TO DO: Report every line of the entries that contains the word "peripheral".

(Beginning of EXTRACTED ENTRIES)

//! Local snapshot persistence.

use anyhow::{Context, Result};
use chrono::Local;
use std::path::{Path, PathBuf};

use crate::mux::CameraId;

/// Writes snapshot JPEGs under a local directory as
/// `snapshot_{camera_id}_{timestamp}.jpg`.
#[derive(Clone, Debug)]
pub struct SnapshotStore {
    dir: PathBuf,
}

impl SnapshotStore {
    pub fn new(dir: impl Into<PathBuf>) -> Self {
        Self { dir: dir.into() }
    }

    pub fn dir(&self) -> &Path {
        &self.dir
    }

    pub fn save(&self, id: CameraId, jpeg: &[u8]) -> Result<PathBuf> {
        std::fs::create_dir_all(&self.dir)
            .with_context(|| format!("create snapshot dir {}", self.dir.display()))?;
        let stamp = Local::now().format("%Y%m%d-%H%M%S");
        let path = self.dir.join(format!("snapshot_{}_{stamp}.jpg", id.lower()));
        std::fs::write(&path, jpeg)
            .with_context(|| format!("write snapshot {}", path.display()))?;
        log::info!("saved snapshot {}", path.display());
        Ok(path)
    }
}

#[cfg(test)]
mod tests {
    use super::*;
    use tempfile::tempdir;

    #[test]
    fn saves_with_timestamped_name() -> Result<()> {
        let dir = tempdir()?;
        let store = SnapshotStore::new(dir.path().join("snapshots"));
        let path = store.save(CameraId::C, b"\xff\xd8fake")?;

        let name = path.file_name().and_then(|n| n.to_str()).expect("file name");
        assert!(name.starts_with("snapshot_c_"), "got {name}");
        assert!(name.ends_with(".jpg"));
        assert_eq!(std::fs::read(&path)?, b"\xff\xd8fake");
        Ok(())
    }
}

(End of EXTRACTED ENTRIES)
(Beginning of EXTRACTED ENTRIES)

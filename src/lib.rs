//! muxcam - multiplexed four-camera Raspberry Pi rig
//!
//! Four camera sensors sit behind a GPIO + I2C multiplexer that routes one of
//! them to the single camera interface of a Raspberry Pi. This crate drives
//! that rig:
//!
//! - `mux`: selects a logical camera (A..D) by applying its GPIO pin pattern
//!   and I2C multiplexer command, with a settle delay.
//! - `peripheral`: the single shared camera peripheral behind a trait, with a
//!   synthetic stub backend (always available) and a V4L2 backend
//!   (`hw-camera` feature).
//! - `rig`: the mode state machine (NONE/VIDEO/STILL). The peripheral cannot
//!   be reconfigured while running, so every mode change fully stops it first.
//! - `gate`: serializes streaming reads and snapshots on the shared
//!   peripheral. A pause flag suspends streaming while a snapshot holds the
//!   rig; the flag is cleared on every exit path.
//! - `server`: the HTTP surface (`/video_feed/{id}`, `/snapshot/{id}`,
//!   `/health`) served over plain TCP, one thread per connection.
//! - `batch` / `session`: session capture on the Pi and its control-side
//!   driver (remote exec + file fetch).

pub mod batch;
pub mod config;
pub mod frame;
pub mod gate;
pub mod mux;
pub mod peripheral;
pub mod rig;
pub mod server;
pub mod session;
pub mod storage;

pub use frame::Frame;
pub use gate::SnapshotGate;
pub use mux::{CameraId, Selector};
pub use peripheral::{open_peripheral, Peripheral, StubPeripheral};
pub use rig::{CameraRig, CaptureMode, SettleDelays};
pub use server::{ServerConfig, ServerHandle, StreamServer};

(End of EXTRACTED ENTRIES)

EXPECTED ANSWER:
//! - `peripheral`: the single shared camera peripheral behind a trait, with a
//! - `rig`: the mode state machine (NONE/VIDEO/STILL). The peripheral cannot
//!   peripheral. A pause flag suspends streaming while a snapshot holds the
pub mod peripheral;
pub use peripheral::{open_peripheral, Peripheral, StubPeripheral};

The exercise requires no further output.